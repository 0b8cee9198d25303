//! The safety layer. Every action passes through here before it can
//! touch the console; values are clamped into safe ranges and fader
//! moves are limited to small steps.

use crate::console::state::ConsoleState;

use super::schema::{ActionKind, MixAction};

/// Clamp limits applied by the validator.
///
/// Sign convention: `max_eq_cut_db` is the *lower* bound on EQ gain and
/// stays negative; `max_eq_boost_db` is the upper bound and is positive.
/// Cuts are allowed to go deeper than boosts - boosting into feedback
/// is the failure mode this asymmetry guards against.
#[derive(Debug, Clone, Copy, PartialEq)]
pub struct SafetyLimits {
    /// Max normalized fader move per step (~6dB)
    pub max_fader_delta_norm: f32,
    /// Max EQ boost per step, dB (positive)
    pub max_eq_boost_db: f32,
    /// Max EQ cut per step, dB (negative)
    pub max_eq_cut_db: f32,
    /// Compressor threshold floor, dB
    pub max_comp_threshold_db: f32,
    pub min_comp_ratio: f32,
    pub max_comp_ratio: f32,
    /// Don't high-pass above this, Hz
    pub max_hpf_hz: f32,
    pub min_hpf_hz: f32,
    /// Max send level change per step
    pub max_send_delta: f32,
}

impl Default for SafetyLimits {
    fn default() -> Self {
        Self {
            max_fader_delta_norm: 0.15,
            max_eq_boost_db: 3.0,
            max_eq_cut_db: -12.0,
            max_comp_threshold_db: -50.0,
            min_comp_ratio: 1.0,
            max_comp_ratio: 20.0,
            max_hpf_hz: 400.0,
            min_hpf_hz: 20.0,
            max_send_delta: 0.2,
        }
    }
}

/// Outcome of validating one action.
#[derive(Debug, Clone)]
pub struct ValidationResult {
    pub valid: bool,
    /// The action after safety clamping
    pub clamped: MixAction,
    /// Populated when something was clamped or rejected
    pub warning: String,
}

impl ValidationResult {
    fn pass(action: MixAction) -> Self {
        Self { valid: true, clamped: action, warning: String::new() }
    }

    fn fail(action: MixAction, warning: String) -> Self {
        Self { valid: false, clamped: action, warning }
    }
}

/// Stateless validator; reads current state only to limit deltas.
#[derive(Default)]
pub struct ActionValidator {
    limits: SafetyLimits,
}

impl ActionValidator {
    pub fn new() -> Self {
        Self::default()
    }

    pub fn with_limits(limits: SafetyLimits) -> Self {
        Self { limits }
    }

    pub fn limits(&self) -> &SafetyLimits {
        &self.limits
    }

    pub fn validate(&self, action: &MixAction, state: &ConsoleState) -> ValidationResult {
        match action.kind {
            ActionKind::SetFader => self.validate_fader(action, state),
            ActionKind::SetEqBand => self.validate_eq(action),
            ActionKind::SetCompressor => self.validate_comp(action),
            ActionKind::SetHighPass => self.validate_hpf(action),
            ActionKind::SetSendLevel => self.validate_send(action, state),
            ActionKind::MuteChannel | ActionKind::UnmuteChannel => {
                log::info!(
                    "Validator: {} ch{}",
                    if action.kind == ActionKind::MuteChannel { "mute" } else { "unmute" },
                    action.channel
                );
                ValidationResult::pass(action.clone())
            }
            ActionKind::SetPan | ActionKind::SetGate => ValidationResult::pass(action.clone()),
            ActionKind::NoAction | ActionKind::Observation => {
                ValidationResult::pass(action.clone())
            }
        }
    }

    fn validate_fader(&self, action: &MixAction, state: &ConsoleState) -> ValidationResult {
        let Some(snapshot) = state.channel(action.channel) else {
            return ValidationResult::fail(
                action.clone(),
                format!("Invalid channel {}", action.channel),
            );
        };

        let current = snapshot.fader;
        let mut target = action.value.clamp(0.0, 1.0);
        let mut warning = String::new();

        let delta = target - current;
        if delta.abs() > self.limits.max_fader_delta_norm {
            target = current + self.limits.max_fader_delta_norm.copysign(delta);
            warning = format!(
                "Fader clamped: requested {:.2} -> clamped to {:.2}",
                action.value, target
            );
            log::warn!("Validator: {}", warning);
        }

        let mut clamped = action.clone();
        clamped.value = target;
        ValidationResult { valid: true, clamped, warning }
    }

    fn validate_eq(&self, action: &MixAction) -> ValidationResult {
        let mut warning = String::new();

        let mut gain = action.value2;
        if gain > self.limits.max_eq_boost_db {
            gain = self.limits.max_eq_boost_db;
            warning = format!("EQ boost clamped to {}dB", self.limits.max_eq_boost_db);
            log::warn!("Validator: {}", warning);
        }
        if gain < self.limits.max_eq_cut_db {
            gain = self.limits.max_eq_cut_db;
            warning = format!("EQ cut clamped to {}dB", self.limits.max_eq_cut_db);
        }

        let mut clamped = action.clone();
        clamped.value = action.value.clamp(20.0, 20_000.0);
        clamped.value2 = gain;
        clamped.value3 = action.value3.clamp(0.1, 20.0);
        ValidationResult { valid: true, clamped, warning }
    }

    fn validate_comp(&self, action: &MixAction) -> ValidationResult {
        let mut clamped = action.clone();
        clamped.value = action.value.clamp(self.limits.max_comp_threshold_db, 0.0);
        clamped.value2 = action
            .value2
            .clamp(self.limits.min_comp_ratio, self.limits.max_comp_ratio);
        ValidationResult::pass(clamped)
    }

    fn validate_hpf(&self, action: &MixAction) -> ValidationResult {
        let freq = action.value.clamp(self.limits.min_hpf_hz, self.limits.max_hpf_hz);
        let mut warning = String::new();
        if freq != action.value {
            warning = format!("HPF clamped: {:.0}Hz -> {:.0}Hz", action.value, freq);
            log::warn!("Validator: {}", warning);
        }
        let mut clamped = action.clone();
        clamped.value = freq;
        ValidationResult { valid: true, clamped, warning }
    }

    fn validate_send(&self, action: &MixAction, state: &ConsoleState) -> ValidationResult {
        if state.channel(action.channel).is_none() {
            return ValidationResult::fail(action.clone(), "Invalid channel".into());
        }
        let mut clamped = action.clone();
        clamped.value = action.value.clamp(0.0, 1.0);
        ValidationResult::pass(clamped)
    }
}

#[cfg(test)]
mod tests {
    use super::*;
    use crate::action::schema::Urgency;
    use crate::console::params::{ChannelParam, ParameterUpdate};

    fn state_with_fader(ch: usize, fader: f32) -> ConsoleState {
        let s = ConsoleState::new();
        s.init(8, 4);
        s.apply_update(&ParameterUpdate::channel_float(ch, ChannelParam::Fader, fader));
        s
    }

    fn fader_action(ch: usize, value: f32) -> MixAction {
        MixAction {
            kind: ActionKind::SetFader,
            channel: ch,
            value,
            urgency: Urgency::Normal,
            ..MixAction::default()
        }
    }

    #[test]
    fn test_fader_delta_limit() {
        let state = state_with_fader(1, 0.5);
        let v = ActionValidator::new();

        // Jump from 0.5 to 1.0 exceeds the 0.15 step limit
        let r = v.validate(&fader_action(1, 1.0), &state);
        assert!(r.valid);
        assert!((r.clamped.value - 0.65).abs() < 1e-6);
        assert!(!r.warning.is_empty());

        // Downward jump clamps the other way
        let r = v.validate(&fader_action(1, 0.0), &state);
        assert!((r.clamped.value - 0.35).abs() < 1e-6);

        // Small move passes untouched
        let r = v.validate(&fader_action(1, 0.58), &state);
        assert_eq!(r.clamped.value, 0.58);
        assert!(r.warning.is_empty());
    }

    #[test]
    fn test_fader_target_clamped_to_unit_range() {
        let state = state_with_fader(1, 0.95);
        let r = ActionValidator::new().validate(&fader_action(1, 7.0), &state);
        assert!(r.valid);
        assert!(r.clamped.value <= 1.0);
    }

    #[test]
    fn test_fader_invalid_channel_rejected() {
        let state = state_with_fader(1, 0.5);
        let r = ActionValidator::new().validate(&fader_action(42, 0.5), &state);
        assert!(!r.valid);
        assert!(r.warning.contains("Invalid channel"));
    }

    #[test]
    fn test_eq_boost_and_cut_clamps() {
        let state = state_with_fader(1, 0.5);
        let v = ActionValidator::new();

        let mut a = MixAction {
            kind: ActionKind::SetEqBand,
            channel: 3,
            band_index: 1,
            value: 1000.0,
            value2: 10.0,
            value3: 2.0,
            ..MixAction::default()
        };
        let r = v.validate(&a, &state);
        assert_eq!(r.clamped.value2, 3.0);
        assert!(r.warning.contains("boost clamped"));

        a.value2 = -20.0;
        let r = v.validate(&a, &state);
        assert_eq!(r.clamped.value2, -12.0);

        // Gains inside (-12, +3) pass through
        a.value2 = -6.0;
        let r = v.validate(&a, &state);
        assert_eq!(r.clamped.value2, -6.0);
        assert!(r.warning.is_empty());
    }

    #[test]
    fn test_eq_freq_and_q_clamps() {
        let state = state_with_fader(1, 0.5);
        let a = MixAction {
            kind: ActionKind::SetEqBand,
            channel: 1,
            value: 50_000.0,
            value2: 0.0,
            value3: 99.0,
            ..MixAction::default()
        };
        let r = ActionValidator::new().validate(&a, &state);
        assert_eq!(r.clamped.value, 20_000.0);
        assert_eq!(r.clamped.value3, 20.0);
    }

    #[test]
    fn test_comp_clamps() {
        let state = state_with_fader(1, 0.5);
        let a = MixAction {
            kind: ActionKind::SetCompressor,
            channel: 1,
            value: -80.0,
            value2: 50.0,
            ..MixAction::default()
        };
        let r = ActionValidator::new().validate(&a, &state);
        assert_eq!(r.clamped.value, -50.0);
        assert_eq!(r.clamped.value2, 20.0);
    }

    #[test]
    fn test_hpf_clamps() {
        let state = state_with_fader(1, 0.5);
        let a = MixAction {
            kind: ActionKind::SetHighPass,
            channel: 1,
            value: 900.0,
            ..MixAction::default()
        };
        let r = ActionValidator::new().validate(&a, &state);
        assert_eq!(r.clamped.value, 400.0);
        assert!(r.warning.contains("HPF clamped"));
    }

    #[test]
    fn test_send_clamps_level() {
        let state = state_with_fader(1, 0.5);
        let a = MixAction {
            kind: ActionKind::SetSendLevel,
            channel: 2,
            aux_index: 1,
            value: 1.8,
            ..MixAction::default()
        };
        let r = ActionValidator::new().validate(&a, &state);
        assert!(r.valid);
        assert_eq!(r.clamped.value, 1.0);
    }

    #[test]
    fn test_passthrough_kinds_always_valid() {
        let state = state_with_fader(1, 0.5);
        let v = ActionValidator::new();
        for kind in [
            ActionKind::MuteChannel,
            ActionKind::UnmuteChannel,
            ActionKind::NoAction,
            ActionKind::Observation,
        ] {
            let a = MixAction { kind, channel: 1, ..MixAction::default() };
            assert!(v.validate(&a, &state).valid);
        }
    }
}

- - -

Say how many lines of these records hold the string "SetSendLevel", giving the number and no other words.

▶ Your response: 2